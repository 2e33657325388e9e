//! K-Nearest Neighbors classifier

use super::linear_models::classification_score;
use super::{check_predict, check_supervised, class_codes, parse_hyperparameters, Model, Scorer};
use crate::error::{PlanError, Result};
use crate::plan::Parameters;
use ndarray::{Array1, Array2, ArrayView1};
use rayon::prelude::*;
use serde::{Deserialize, Serialize};
use std::cmp::Ordering;
use std::collections::BinaryHeap;

/// Distance metric; `Minkowski` uses the configured `p`
#[derive(Debug, Clone, Copy, PartialEq, Eq, Default, Serialize, Deserialize)]
#[serde(rename_all = "lowercase")]
pub enum DistanceMetric {
    #[default]
    Minkowski,
    Euclidean,
    Manhattan,
}

/// Weighting scheme for neighbor votes
#[derive(Debug, Clone, Copy, PartialEq, Eq, Default, Serialize, Deserialize)]
#[serde(rename_all = "lowercase")]
pub enum WeightScheme {
    /// All neighbors have equal weight
    #[default]
    Uniform,
    /// Inverse distance; exact matches outvote everything else
    Distance,
}

#[derive(Debug, Clone, Serialize, Deserialize)]
#[serde(default, deny_unknown_fields)]
pub struct KNeighborsConfig {
    pub n_neighbors: usize,
    pub weights: WeightScheme,
    pub p: f64,
    pub metric: DistanceMetric,
    pub algorithm: Option<String>,
    pub leaf_size: Option<usize>,
    pub n_jobs: Option<i64>,
}

impl Default for KNeighborsConfig {
    fn default() -> Self {
        Self {
            n_neighbors: 5,
            weights: WeightScheme::Uniform,
            p: 2.0,
            metric: DistanceMetric::Minkowski,
            algorithm: None,
            leaf_size: None,
            n_jobs: None,
        }
    }
}

impl KNeighborsConfig {
    /// Minkowski exponent actually used
    fn exponent(&self) -> f64 {
        match self.metric {
            DistanceMetric::Minkowski => self.p,
            DistanceMetric::Euclidean => 2.0,
            DistanceMetric::Manhattan => 1.0,
        }
    }
}

/// K-Nearest Neighbors Classifier
#[derive(Debug, Clone)]
pub struct KNeighborsClassifier {
    pub config: KNeighborsConfig,
    x_train: Option<Array2<f64>>,
    /// Class index per training row
    y_train: Vec<usize>,
    classes: Vec<f64>,
}

impl KNeighborsClassifier {
    pub fn new(config: KNeighborsConfig) -> Self {
        Self {
            config,
            x_train: None,
            y_train: Vec::new(),
            classes: Vec::new(),
        }
    }

    pub fn from_params(params: &Parameters) -> Result<Self> {
        let config: KNeighborsConfig = parse_hyperparameters("KNeighborsClassifier", params)?;
        let invalid = |reason: String| PlanError::Construction {
            model: "KNeighborsClassifier".to_string(),
            reason,
        };
        if config.n_neighbors == 0 {
            return Err(invalid("n_neighbors must be at least 1".to_string()));
        }
        if !(config.p >= 1.0) {
            return Err(invalid(format!("p must be at least 1, got {}", config.p)));
        }
        Ok(Self::new(config))
    }

    /// Create with default config and specified k
    pub fn with_k(k: usize) -> Self {
        Self::new(KNeighborsConfig {
            n_neighbors: k,
            ..Default::default()
        })
    }

    /// Class weights per row, normalised to probabilities (parallelized)
    pub fn predict_proba(&self, x: &Array2<f64>) -> Result<Array2<f64>> {
        let x_train = self.x_train.as_ref().ok_or(PlanError::ModelNotFitted)?;
        check_predict(x, x_train.ncols())?;
        let n_classes = self.classes.len();
        let k = self.config.n_neighbors.min(x_train.nrows());
        let p = self.config.exponent();
        let weights = self.config.weights;

        let rows: Vec<Vec<f64>> = (0..x.nrows())
            .into_par_iter()
            .map(|i| {
                let neighbors = find_k_nearest(x.row(i), x_train, k, p);
                let mut votes = class_votes(&neighbors, &self.y_train, n_classes, weights);
                let total: f64 = votes.iter().sum();
                if total > 0.0 {
                    votes.iter_mut().for_each(|v| *v /= total);
                }
                votes
            })
            .collect();

        let flat: Vec<f64> = rows.into_iter().flatten().collect();
        Ok(Array2::from_shape_vec((x.nrows(), n_classes), flat)?)
    }
}

impl Model for KNeighborsClassifier {
    fn name(&self) -> &'static str {
        "KNeighborsClassifier"
    }

    fn fit(&mut self, x: &Array2<f64>, y: Option<&Array1<f64>>) -> Result<()> {
        let y = check_supervised(self.name(), x, y)?;
        let classes = class_codes(y);
        self.y_train = y.iter().map(|label| classes.partition_point(|c| c < label)).collect();
        self.classes = classes;
        self.x_train = Some(x.clone());
        Ok(())
    }

    fn predict(&self, x: &Array2<f64>) -> Result<Array1<f64>> {
        let proba = self.predict_proba(x)?;
        Ok(proba
            .rows()
            .into_iter()
            .map(|row| {
                // Ties go to the smallest class
                let mut best = 0;
                for (c, v) in row.iter().enumerate() {
                    if *v > row[best] {
                        best = c;
                    }
                }
                self.classes[best]
            })
            .collect())
    }

    fn scorer(&self) -> Option<&dyn Scorer> {
        Some(self)
    }
}

impl Scorer for KNeighborsClassifier {
    fn score(&self, x: &Array2<f64>, y: Option<&Array1<f64>>) -> Result<f64> {
        classification_score(self, x, y)
    }
}

/// Max-heap entry (distance, training row); the farthest neighbor sits on top
#[derive(PartialEq)]
struct Neighbor(f64, usize);

impl Eq for Neighbor {}

impl PartialOrd for Neighbor {
    fn partial_cmp(&self, other: &Self) -> Option<Ordering> {
        Some(self.cmp(other))
    }
}

impl Ord for Neighbor {
    fn cmp(&self, other: &Self) -> Ordering {
        self.0.total_cmp(&other.0).then(self.1.cmp(&other.1))
    }
}

/// Find the k nearest training rows with a bounded max-heap, O(n log k)
fn find_k_nearest(point: ArrayView1<f64>, x_train: &Array2<f64>, k: usize, p: f64) -> Vec<(f64, usize)> {
    let mut heap = BinaryHeap::with_capacity(k + 1);
    for (i, row) in x_train.rows().into_iter().enumerate() {
        let candidate = Neighbor(minkowski(point, row, p), i);
        if heap.len() < k {
            heap.push(candidate);
        } else if heap.peek().is_some_and(|top| candidate < *top) {
            heap.pop();
            heap.push(candidate);
        }
    }
    heap.into_iter().map(|n| (n.0, n.1)).collect()
}

pub(crate) fn minkowski(a: ArrayView1<f64>, b: ArrayView1<f64>, p: f64) -> f64 {
    let diffs = a.iter().zip(b.iter()).map(|(x, y)| (x - y).abs());
    if p == 1.0 {
        diffs.sum()
    } else if p == 2.0 {
        diffs.map(|d| d * d).sum::<f64>().sqrt()
    } else {
        diffs.map(|d| d.powf(p)).sum::<f64>().powf(1.0 / p)
    }
}

fn class_votes(neighbors: &[(f64, usize)], labels: &[usize], n_classes: usize, weights: WeightScheme) -> Vec<f64> {
    let mut votes = vec![0.0; n_classes];
    let exact = neighbors.iter().any(|(d, _)| *d == 0.0);
    for &(dist, row) in neighbors {
        let weight = match weights {
            WeightScheme::Uniform => 1.0,
            WeightScheme::Distance if exact => {
                if dist == 0.0 {
                    1.0
                } else {
                    0.0
                }
            }
            WeightScheme::Distance => 1.0 / dist,
        };
        votes[labels[row]] += weight;
    }
    votes
}

#[cfg(test)]
mod tests {
    use super::*;
    use ndarray::array;
    use serde_json::json;

    fn params(value: serde_json::Value) -> Parameters {
        match value {
            serde_json::Value::Object(map) => map,
            _ => Parameters::new(),
        }
    }

    #[test]
    fn test_knn_uniform_vote() {
        let x = array![[0.0], [1.0], [2.0], [10.0], [11.0], [12.0]];
        let y = array![3.0, 3.0, 3.0, 7.0, 7.0, 7.0];
        let mut model = KNeighborsClassifier::with_k(3);
        model.fit(&x, Some(&y)).unwrap();
        let pred = model.predict(&array![[0.5], [11.5]]).unwrap();
        assert_eq!(pred, array![3.0, 7.0]);
    }

    #[test]
    fn test_tie_goes_to_smallest_class() {
        let x = array![[0.0], [2.0]];
        let y = array![1.0, 0.0];
        let mut model = KNeighborsClassifier::with_k(2);
        model.fit(&x, Some(&y)).unwrap();
        assert_eq!(model.predict(&array![[1.0]]).unwrap(), array![0.0]);
    }

    #[test]
    fn test_distance_weights_exact_match() {
        let x = array![[0.0], [0.1], [0.2], [5.0]];
        let y = array![0.0, 0.0, 0.0, 1.0];
        let mut model = KNeighborsClassifier::from_params(&params(json!({
            "n_neighbors": 4,
            "weights": "distance"
        })))
        .unwrap();
        model.fit(&x, Some(&y)).unwrap();
        let proba = model.predict_proba(&array![[5.0]]).unwrap();
        assert_eq!(proba.row(0).to_vec(), vec![0.0, 1.0]);
    }

    #[test]
    fn test_more_neighbors_than_rows() {
        let x = array![[0.0], [1.0]];
        let y = array![0.0, 1.0];
        let mut model = KNeighborsClassifier::with_k(5);
        model.fit(&x, Some(&y)).unwrap();
        assert_eq!(model.predict(&array![[0.9]]).unwrap().len(), 1);
    }

    #[test]
    fn test_manhattan_metric() {
        let a = array![0.0, 0.0];
        let b = array![3.0, 4.0];
        assert_eq!(minkowski(a.view(), b.view(), 1.0), 7.0);
        assert_eq!(minkowski(a.view(), b.view(), 2.0), 5.0);
    }

    #[test]
    fn test_invalid_params() {
        assert!(KNeighborsClassifier::from_params(&params(json!({"n_neighbors": 0}))).is_err());
        assert!(KNeighborsClassifier::from_params(&params(json!({"metric": "cosine"}))).is_err());
    }
}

************

• [EXERCISE DESCRIPTION] Search the listing for "Result" and show every line where it occurs.

• [YOUR SOLUTION]
use crate::error::{PlanError, Result};
    pub fn from_params(params: &Parameters) -> Result<Self> {
    pub fn predict_proba(&self, x: &Array2<f64>) -> Result<Array2<f64>> {
    fn fit(&mut self, x: &Array2<f64>, y: Option<&Array1<f64>>) -> Result<()> {
    fn predict(&self, x: &Array2<f64>) -> Result<Array1<f64>> {
    fn score(&self, x: &Array2<f64>, y: Option<&Array1<f64>>) -> Result<f64> {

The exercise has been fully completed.